■ **ASSIGNMENT**: Repeat the data that follows, keeping every character intact.
:::::
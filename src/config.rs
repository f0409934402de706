use std::{fmt, fs, path::Path, str::FromStr};

use serde::{Deserialize, Serialize};

use crate::error::GpioError;

#[derive(Debug, Hash, Deserialize, Serialize, Clone, Copy, PartialEq, Eq)]
#[serde(rename_all = "kebab-case")]
pub enum Direction {
    In,
    Out,
    /// Output, driven high as part of the direction change.
    OutHigh,
    /// Output, driven low as part of the direction change.
    OutLow,
}

impl Direction {
    pub fn is_output(&self) -> bool {
        !matches!(self, Direction::In)
    }

    /// The token the kernel expects in the `direction` attribute.
    pub fn as_sysfs(&self) -> &'static str {
        match self {
            Direction::In => "in",
            Direction::Out => "out",
            Direction::OutHigh => "high",
            Direction::OutLow => "low",
        }
    }
}

impl FromStr for Direction {
    type Err = GpioError;

    fn from_str(s: &str) -> Result<Self, Self::Err> {
        match s.trim() {
            "in" => Ok(Direction::In),
            "out" => Ok(Direction::Out),
            "high" | "out-high" => Ok(Direction::OutHigh),
            "low" | "out-low" => Ok(Direction::OutLow),
            other => Err(GpioError::InvalidValue(format!("unknown direction {other:?}"))),
        }
    }
}

impl fmt::Display for Direction {
    fn fmt(&self, f: &mut fmt::Formatter<'_>) -> fmt::Result {
        f.write_str(self.as_sysfs())
    }
}

#[derive(Debug, Default, Hash, Deserialize, Serialize, Clone, Copy, PartialEq, Eq)]
#[serde(rename_all = "kebab-case")]
pub enum Edge {
    #[default]
    None,
    Rising,
    Falling,
    Both,
}

impl Edge {
    pub fn as_sysfs(&self) -> &'static str {
        match self {
            Edge::None => "none",
            Edge::Rising => "rising",
            Edge::Falling => "falling",
            Edge::Both => "both",
        }
    }
}

impl FromStr for Edge {
    type Err = GpioError;

    fn from_str(s: &str) -> Result<Self, Self::Err> {
        match s.trim() {
            "none" => Ok(Edge::None),
            "rising" => Ok(Edge::Rising),
            "falling" => Ok(Edge::Falling),
            "both" => Ok(Edge::Both),
            other => Err(GpioError::InvalidValue(format!("unknown edge {other:?}"))),
        }
    }
}

impl fmt::Display for Edge {
    fn fmt(&self, f: &mut fmt::Formatter<'_>) -> fmt::Result {
        f.write_str(self.as_sysfs())
    }
}

/// Watch behaviour of a line, fixed when the line is opened.
#[derive(Debug, Default, Deserialize, Serialize, Clone, Copy, PartialEq, Eq)]
#[serde(default)]
pub struct WatchOptions {
    /// Keep delivering on every edge instead of firing once per `watch`.
    pub persistent_watch: bool,
    /// Window after a delivery during which the line is not re-armed.
    pub debounce_timeout_ms: u64,
}

#[derive(Debug, Deserialize, Serialize, Clone, PartialEq, Eq)]
pub struct LineConfig {
    pub id: u32,
    pub direction: Direction,
    #[serde(default)]
    pub edge: Option<Edge>,
    #[serde(default)]
    pub options: WatchOptions,
}

impl LineConfig {
    pub fn new(id: u32, direction: Direction) -> Self {
        Self {
            id,
            direction,
            edge: None,
            options: WatchOptions::default(),
        }
    }

    pub fn with_edge(mut self, edge: Edge) -> Self {
        self.edge = Some(edge);
        self
    }

    pub fn with_options(mut self, options: WatchOptions) -> Self {
        self.options = options;
        self
    }
}

fn default_capacity() -> usize {
    64
}

#[derive(Debug, Deserialize, Serialize, Clone)]
pub struct AppConfig {
    #[serde(default)]
    pub sysfs_root: Option<String>,
    pub lines: Vec<LineConfig>,
    #[serde(default = "default_capacity")]
    pub broadcast_capacity: usize,
    #[serde(default = "default_capacity")]
    pub event_history_capacity: usize,
    #[serde(default)]
    pub unexport_on_exit: bool,
}

impl AppConfig {
    pub fn load_from_file<P: AsRef<Path>>(path: P) -> Result<Self, GpioError> {
        let contents = fs::read_to_string(&path)
            .map_err(|e| GpioError::Config(format!("Failed to read config: {e}")))?;
        serde_json::from_str(&contents)
            .map_err(|e| GpioError::Config(format!("Invalid config json: {e}")))
    }
}

#[cfg(test)]
mod tests {
    use super::*;

    #[test]
    fn parses_line_config_with_defaults() {
        let cfg: AppConfig = serde_json::from_str(
            r#"
            {
                "lines": [
                    { "id": 4, "direction": "out-high" },
                    {
                        "id": 17,
                        "direction": "in",
                        "edge": "both",
                        "options": { "persistent_watch": true, "debounce_timeout_ms": 20 }
                    }
                ]
            }
            "#,
        )
        .expect("valid config");

        assert_eq!(cfg.broadcast_capacity, 64);
        assert!(!cfg.unexport_on_exit);
        assert_eq!(cfg.lines[0], LineConfig::new(4, Direction::OutHigh));
        assert_eq!(cfg.lines[1].edge, Some(Edge::Both));
        assert_eq!(
            cfg.lines[1].options,
            WatchOptions {
                persistent_watch: true,
                debounce_timeout_ms: 20,
            }
        );
    }

    #[test]
    fn direction_maps_to_kernel_tokens() {
        assert_eq!(Direction::OutHigh.as_sysfs(), "high");
        assert_eq!(Direction::OutLow.to_string(), "low");
        assert_eq!("out\n".parse::<Direction>(), Ok(Direction::Out));
        assert!(Direction::OutLow.is_output());
        assert!(!Direction::In.is_output());
        assert!("sideways".parse::<Direction>().is_err());
    }

    #[test]
    fn missing_config_file_is_config_error() {
        let err = AppConfig::load_from_file("/nonexistent/sgpio.json").unwrap_err();
        assert!(matches!(err, GpioError::Config(_)));
    }
}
:::::
■ **WRITTEN RESPONSE**:
filename src/config.rs
repository f0409934402de706
use std::{fmt, fs, path::Path, str::FromStr};

use serde::{Deserialize, Serialize};

use crate::error::GpioError;

#[derive(Debug, Hash, Deserialize, Serialize, Clone, Copy, PartialEq, Eq)]
#[serde(rename_all = "kebab-case")]
pub enum Direction {
    In,
    Out,
    /// Output, driven high as part of the direction change.
    OutHigh,
    /// Output, driven low as part of the direction change.
    OutLow,
}

impl Direction {
    pub fn is_output(&self) -> bool {
        !matches!(self, Direction::In)
    }

    /// The token the kernel expects in the `direction` attribute.
    pub fn as_sysfs(&self) -> &'static str {
        match self {
            Direction::In => "in",
            Direction::Out => "out",
            Direction::OutHigh => "high",
            Direction::OutLow => "low",
        }
    }
}

impl FromStr for Direction {
    type Err = GpioError;

    fn from_str(s: &str) -> Result<Self, Self::Err> {
        match s.trim() {
            "in" => Ok(Direction::In),
            "out" => Ok(Direction::Out),
            "high" | "out-high" => Ok(Direction::OutHigh),
            "low" | "out-low" => Ok(Direction::OutLow),
            other => Err(GpioError::InvalidValue(format!("unknown direction {other:?}"))),
        }
    }
}

impl fmt::Display for Direction {
    fn fmt(&self, f: &mut fmt::Formatter<'_>) -> fmt::Result {
        f.write_str(self.as_sysfs())
    }
}

#[derive(Debug, Default, Hash, Deserialize, Serialize, Clone, Copy, PartialEq, Eq)]
#[serde(rename_all = "kebab-case")]
pub enum Edge {
    #[default]
    None,
    Rising,
    Falling,
    Both,
}

impl Edge {
    pub fn as_sysfs(&self) -> &'static str {
        match self {
            Edge::None => "none",
            Edge::Rising => "rising",
            Edge::Falling => "falling",
            Edge::Both => "both",
        }
    }
}

impl FromStr for Edge {
    type Err = GpioError;

    fn from_str(s: &str) -> Result<Self, Self::Err> {
        match s.trim() {
            "none" => Ok(Edge::None),
            "rising" => Ok(Edge::Rising),
            "falling" => Ok(Edge::Falling),
            "both" => Ok(Edge::Both),
            other => Err(GpioError::InvalidValue(format!("unknown edge {other:?}"))),
        }
    }
}

impl fmt::Display for Edge {
    fn fmt(&self, f: &mut fmt::Formatter<'_>) -> fmt::Result {
        f.write_str(self.as_sysfs())
    }
}

/// Watch behaviour of a line, fixed when the line is opened.
#[derive(Debug, Default, Deserialize, Serialize, Clone, Copy, PartialEq, Eq)]
#[serde(default)]
pub struct WatchOptions {
    /// Keep delivering on every edge instead of firing once per `watch`.
    pub persistent_watch: bool,
    /// Window after a delivery during which the line is not re-armed.
    pub debounce_timeout_ms: u64,
}

#[derive(Debug, Deserialize, Serialize, Clone, PartialEq, Eq)]
pub struct LineConfig {
    pub id: u32,
    pub direction: Direction,
    #[serde(default)]
    pub edge: Option<Edge>,
    #[serde(default)]
    pub options: WatchOptions,
}

impl LineConfig {
    pub fn new(id: u32, direction: Direction) -> Self {
        Self {
            id,
            direction,
            edge: None,
            options: WatchOptions::default(),
        }
    }

    pub fn with_edge(mut self, edge: Edge) -> Self {
        self.edge = Some(edge);
        self
    }

    pub fn with_options(mut self, options: WatchOptions) -> Self {
        self.options = options;
        self
    }
}

fn default_capacity() -> usize {
    64
}

#[derive(Debug, Deserialize, Serialize, Clone)]
pub struct AppConfig {
    #[serde(default)]
    pub sysfs_root: Option<String>,
    pub lines: Vec<LineConfig>,
    #[serde(default = "default_capacity")]
    pub broadcast_capacity: usize,
    #[serde(default = "default_capacity")]
    pub event_history_capacity: usize,
    #[serde(default)]
    pub unexport_on_exit: bool,
}

impl AppConfig {
    pub fn load_from_file<P: AsRef<Path>>(path: P) -> Result<Self, GpioError> {
        let contents = fs::read_to_string(&path)
            .map_err(|e| GpioError::Config(format!("Failed to read config: {e}")))?;
        serde_json::from_str(&contents)
            .map_err(|e| GpioError::Config(format!("Invalid config json: {e}")))
    }
}

#[cfg(test)]
mod tests {
    use super::*;

    #[test]
    fn parses_line_config_with_defaults() {
        let cfg: AppConfig = serde_json::from_str(
            r#"
            {
                "lines": [
                    { "id": 4, "direction": "out-high" },
                    {
                        "id": 17,
                        "direction": "in",
                        "edge": "both",
                        "options": { "persistent_watch": true, "debounce_timeout_ms": 20 }
                    }
                ]
            }
            "#,
        )
        .expect("valid config");

        assert_eq!(cfg.broadcast_capacity, 64);
        assert!(!cfg.unexport_on_exit);
        assert_eq!(cfg.lines[0], LineConfig::new(4, Direction::OutHigh));
        assert_eq!(cfg.lines[1].edge, Some(Edge::Both));
        assert_eq!(
            cfg.lines[1].options,
            WatchOptions {
                persistent_watch: true,
                debounce_timeout_ms: 20,
            }
        );
    }

    #[test]
    fn direction_maps_to_kernel_tokens() {
        assert_eq!(Direction::OutHigh.as_sysfs(), "high");
        assert_eq!(Direction::OutLow.to_string(), "low");
        assert_eq!("out\n".parse::<Direction>(), Ok(Direction::Out));
        assert!(Direction::OutLow.is_output());
        assert!(!Direction::In.is_output());
        assert!("sideways".parse::<Direction>().is_err());
    }

    #[test]
    fn missing_config_file_is_config_error() {
        let err = AppConfig::load_from_file("/nonexistent/sgpio.json").unwrap_err();
        assert!(matches!(err, GpioError::Config(_)));
    }
}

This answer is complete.